TASK BRIEF: Report the number of lines in the data below where the string "healthcheck" shows up, and only that number.

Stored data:
####################
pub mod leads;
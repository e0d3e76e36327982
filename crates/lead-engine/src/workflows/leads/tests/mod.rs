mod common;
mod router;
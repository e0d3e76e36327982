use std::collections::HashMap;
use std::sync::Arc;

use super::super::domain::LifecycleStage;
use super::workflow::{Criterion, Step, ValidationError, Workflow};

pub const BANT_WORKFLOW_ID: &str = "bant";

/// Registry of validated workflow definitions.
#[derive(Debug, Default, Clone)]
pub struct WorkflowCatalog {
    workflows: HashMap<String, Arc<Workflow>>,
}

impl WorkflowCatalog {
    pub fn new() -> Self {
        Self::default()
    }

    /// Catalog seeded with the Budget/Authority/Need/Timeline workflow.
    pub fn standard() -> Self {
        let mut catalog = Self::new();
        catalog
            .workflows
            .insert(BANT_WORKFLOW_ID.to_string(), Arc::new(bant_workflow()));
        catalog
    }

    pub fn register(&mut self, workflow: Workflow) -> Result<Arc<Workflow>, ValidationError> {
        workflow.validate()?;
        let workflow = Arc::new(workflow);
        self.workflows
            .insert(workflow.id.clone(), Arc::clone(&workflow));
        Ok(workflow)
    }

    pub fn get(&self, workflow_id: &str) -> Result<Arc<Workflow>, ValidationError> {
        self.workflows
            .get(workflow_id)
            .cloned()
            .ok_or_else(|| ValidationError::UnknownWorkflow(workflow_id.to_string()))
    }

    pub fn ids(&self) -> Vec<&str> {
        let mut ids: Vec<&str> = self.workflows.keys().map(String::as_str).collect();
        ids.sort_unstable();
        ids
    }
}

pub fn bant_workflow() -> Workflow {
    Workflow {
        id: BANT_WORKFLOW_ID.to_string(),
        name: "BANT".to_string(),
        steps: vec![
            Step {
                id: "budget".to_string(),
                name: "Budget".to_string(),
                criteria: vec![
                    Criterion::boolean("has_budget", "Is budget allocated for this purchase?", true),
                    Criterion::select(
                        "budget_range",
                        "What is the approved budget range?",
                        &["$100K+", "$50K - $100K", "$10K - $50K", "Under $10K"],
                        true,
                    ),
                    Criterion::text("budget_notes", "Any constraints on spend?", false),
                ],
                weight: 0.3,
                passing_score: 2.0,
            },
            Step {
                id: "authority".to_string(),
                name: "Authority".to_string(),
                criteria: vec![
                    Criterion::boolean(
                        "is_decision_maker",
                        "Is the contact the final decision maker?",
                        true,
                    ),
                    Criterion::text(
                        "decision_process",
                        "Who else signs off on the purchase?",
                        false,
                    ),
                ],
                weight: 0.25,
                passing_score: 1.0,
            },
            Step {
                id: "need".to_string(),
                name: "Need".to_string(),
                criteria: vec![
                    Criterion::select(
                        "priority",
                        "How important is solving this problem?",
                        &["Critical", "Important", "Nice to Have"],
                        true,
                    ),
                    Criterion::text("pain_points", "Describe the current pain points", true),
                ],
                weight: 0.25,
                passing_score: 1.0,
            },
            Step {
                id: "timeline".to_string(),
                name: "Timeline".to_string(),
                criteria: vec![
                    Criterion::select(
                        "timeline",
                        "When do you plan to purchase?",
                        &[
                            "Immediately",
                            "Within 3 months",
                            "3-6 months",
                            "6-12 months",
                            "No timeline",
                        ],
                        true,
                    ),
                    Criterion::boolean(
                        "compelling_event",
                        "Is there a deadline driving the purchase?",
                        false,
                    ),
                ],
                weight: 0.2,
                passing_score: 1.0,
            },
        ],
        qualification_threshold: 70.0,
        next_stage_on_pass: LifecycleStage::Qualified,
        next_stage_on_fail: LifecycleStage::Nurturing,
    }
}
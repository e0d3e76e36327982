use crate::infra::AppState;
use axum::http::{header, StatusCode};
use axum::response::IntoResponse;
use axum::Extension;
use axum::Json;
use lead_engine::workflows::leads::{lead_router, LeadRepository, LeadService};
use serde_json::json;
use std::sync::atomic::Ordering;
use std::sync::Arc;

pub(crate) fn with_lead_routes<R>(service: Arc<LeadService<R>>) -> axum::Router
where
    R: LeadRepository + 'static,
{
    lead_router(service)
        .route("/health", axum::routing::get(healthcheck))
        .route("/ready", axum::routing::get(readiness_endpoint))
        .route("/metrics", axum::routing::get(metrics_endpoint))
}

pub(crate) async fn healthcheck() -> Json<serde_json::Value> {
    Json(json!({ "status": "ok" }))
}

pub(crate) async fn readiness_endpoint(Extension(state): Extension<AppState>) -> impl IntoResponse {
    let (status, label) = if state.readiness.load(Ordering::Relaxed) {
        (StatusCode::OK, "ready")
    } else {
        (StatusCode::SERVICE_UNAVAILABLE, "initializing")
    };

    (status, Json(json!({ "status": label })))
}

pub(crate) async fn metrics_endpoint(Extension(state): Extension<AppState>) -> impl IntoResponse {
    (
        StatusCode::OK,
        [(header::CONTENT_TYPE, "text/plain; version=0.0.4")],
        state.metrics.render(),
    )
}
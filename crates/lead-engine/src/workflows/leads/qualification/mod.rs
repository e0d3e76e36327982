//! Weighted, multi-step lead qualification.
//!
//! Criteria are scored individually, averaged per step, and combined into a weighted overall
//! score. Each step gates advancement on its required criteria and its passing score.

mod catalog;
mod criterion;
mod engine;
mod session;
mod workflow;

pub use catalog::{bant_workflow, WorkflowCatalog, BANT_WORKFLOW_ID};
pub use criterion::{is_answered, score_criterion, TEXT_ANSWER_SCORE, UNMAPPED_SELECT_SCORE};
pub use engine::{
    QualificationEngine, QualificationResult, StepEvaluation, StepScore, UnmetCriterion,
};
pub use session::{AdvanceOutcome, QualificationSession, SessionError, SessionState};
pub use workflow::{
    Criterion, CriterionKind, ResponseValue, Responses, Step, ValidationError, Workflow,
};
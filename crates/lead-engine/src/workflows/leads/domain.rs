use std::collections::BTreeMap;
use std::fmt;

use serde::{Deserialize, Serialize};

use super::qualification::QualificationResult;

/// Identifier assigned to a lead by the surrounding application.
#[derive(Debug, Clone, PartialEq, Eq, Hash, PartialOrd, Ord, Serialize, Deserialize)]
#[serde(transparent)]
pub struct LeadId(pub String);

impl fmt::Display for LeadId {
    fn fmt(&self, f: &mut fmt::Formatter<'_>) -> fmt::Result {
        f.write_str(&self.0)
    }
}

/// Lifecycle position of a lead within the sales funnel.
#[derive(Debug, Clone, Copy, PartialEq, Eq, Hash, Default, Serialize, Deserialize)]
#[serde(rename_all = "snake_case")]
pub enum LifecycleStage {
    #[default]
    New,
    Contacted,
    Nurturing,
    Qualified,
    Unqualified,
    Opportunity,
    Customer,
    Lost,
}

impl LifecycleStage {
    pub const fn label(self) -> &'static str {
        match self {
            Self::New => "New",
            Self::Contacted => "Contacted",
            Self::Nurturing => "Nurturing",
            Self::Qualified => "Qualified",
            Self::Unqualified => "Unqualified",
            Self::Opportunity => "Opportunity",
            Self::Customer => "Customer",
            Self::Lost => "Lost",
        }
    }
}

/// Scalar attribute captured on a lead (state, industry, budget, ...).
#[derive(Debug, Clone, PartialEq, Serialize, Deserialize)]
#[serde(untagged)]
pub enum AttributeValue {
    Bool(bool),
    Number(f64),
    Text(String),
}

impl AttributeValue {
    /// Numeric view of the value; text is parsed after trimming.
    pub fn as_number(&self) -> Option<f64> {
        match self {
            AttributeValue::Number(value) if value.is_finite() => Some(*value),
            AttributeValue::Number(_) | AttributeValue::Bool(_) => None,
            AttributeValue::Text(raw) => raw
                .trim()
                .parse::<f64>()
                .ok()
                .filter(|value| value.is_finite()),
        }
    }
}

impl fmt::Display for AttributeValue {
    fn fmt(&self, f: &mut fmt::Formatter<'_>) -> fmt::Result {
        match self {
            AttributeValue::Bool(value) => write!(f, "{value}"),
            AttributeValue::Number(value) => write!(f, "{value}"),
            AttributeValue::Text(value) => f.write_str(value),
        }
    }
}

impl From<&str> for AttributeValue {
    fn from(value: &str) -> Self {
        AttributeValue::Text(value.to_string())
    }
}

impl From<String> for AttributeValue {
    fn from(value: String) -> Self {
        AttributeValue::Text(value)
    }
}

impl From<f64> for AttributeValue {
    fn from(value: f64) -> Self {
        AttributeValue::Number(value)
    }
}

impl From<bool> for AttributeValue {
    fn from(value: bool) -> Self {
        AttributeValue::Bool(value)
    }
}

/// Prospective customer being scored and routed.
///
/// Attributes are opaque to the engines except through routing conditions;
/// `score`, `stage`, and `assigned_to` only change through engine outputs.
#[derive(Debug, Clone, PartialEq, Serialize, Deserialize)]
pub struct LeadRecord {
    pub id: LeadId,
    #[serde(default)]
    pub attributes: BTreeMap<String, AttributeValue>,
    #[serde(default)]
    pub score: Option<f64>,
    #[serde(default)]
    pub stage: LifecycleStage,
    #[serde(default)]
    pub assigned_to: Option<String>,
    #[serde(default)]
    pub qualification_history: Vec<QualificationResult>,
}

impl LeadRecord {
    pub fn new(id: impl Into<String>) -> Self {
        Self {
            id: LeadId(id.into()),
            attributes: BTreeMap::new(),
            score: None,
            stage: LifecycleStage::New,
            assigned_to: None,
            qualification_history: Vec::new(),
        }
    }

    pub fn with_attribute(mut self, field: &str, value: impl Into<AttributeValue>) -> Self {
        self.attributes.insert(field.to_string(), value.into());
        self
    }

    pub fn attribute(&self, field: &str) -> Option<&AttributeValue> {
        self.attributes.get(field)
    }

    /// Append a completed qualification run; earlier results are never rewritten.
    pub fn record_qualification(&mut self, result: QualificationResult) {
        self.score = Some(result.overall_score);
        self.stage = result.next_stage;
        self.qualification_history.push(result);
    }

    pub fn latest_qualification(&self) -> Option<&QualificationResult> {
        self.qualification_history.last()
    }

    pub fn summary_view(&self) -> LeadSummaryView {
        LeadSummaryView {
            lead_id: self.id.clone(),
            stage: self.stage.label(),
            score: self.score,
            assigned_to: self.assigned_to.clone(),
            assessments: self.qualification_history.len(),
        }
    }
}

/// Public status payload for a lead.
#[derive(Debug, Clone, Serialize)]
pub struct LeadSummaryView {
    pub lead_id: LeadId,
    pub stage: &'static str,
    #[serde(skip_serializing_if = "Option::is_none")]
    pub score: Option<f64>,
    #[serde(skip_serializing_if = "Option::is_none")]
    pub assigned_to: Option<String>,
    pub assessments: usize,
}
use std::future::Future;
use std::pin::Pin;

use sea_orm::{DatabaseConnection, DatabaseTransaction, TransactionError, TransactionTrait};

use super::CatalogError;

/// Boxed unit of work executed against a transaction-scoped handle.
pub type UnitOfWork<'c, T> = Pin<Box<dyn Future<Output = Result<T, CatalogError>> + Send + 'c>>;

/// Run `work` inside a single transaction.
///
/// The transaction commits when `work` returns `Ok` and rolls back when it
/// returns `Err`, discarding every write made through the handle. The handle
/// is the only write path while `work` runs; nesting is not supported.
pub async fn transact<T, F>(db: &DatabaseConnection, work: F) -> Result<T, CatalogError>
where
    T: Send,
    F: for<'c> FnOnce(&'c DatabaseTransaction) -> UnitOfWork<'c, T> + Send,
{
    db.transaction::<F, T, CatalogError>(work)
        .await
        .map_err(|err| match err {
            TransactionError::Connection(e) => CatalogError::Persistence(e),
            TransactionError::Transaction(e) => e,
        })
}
####################
ANSWER TO THIS TASK: 2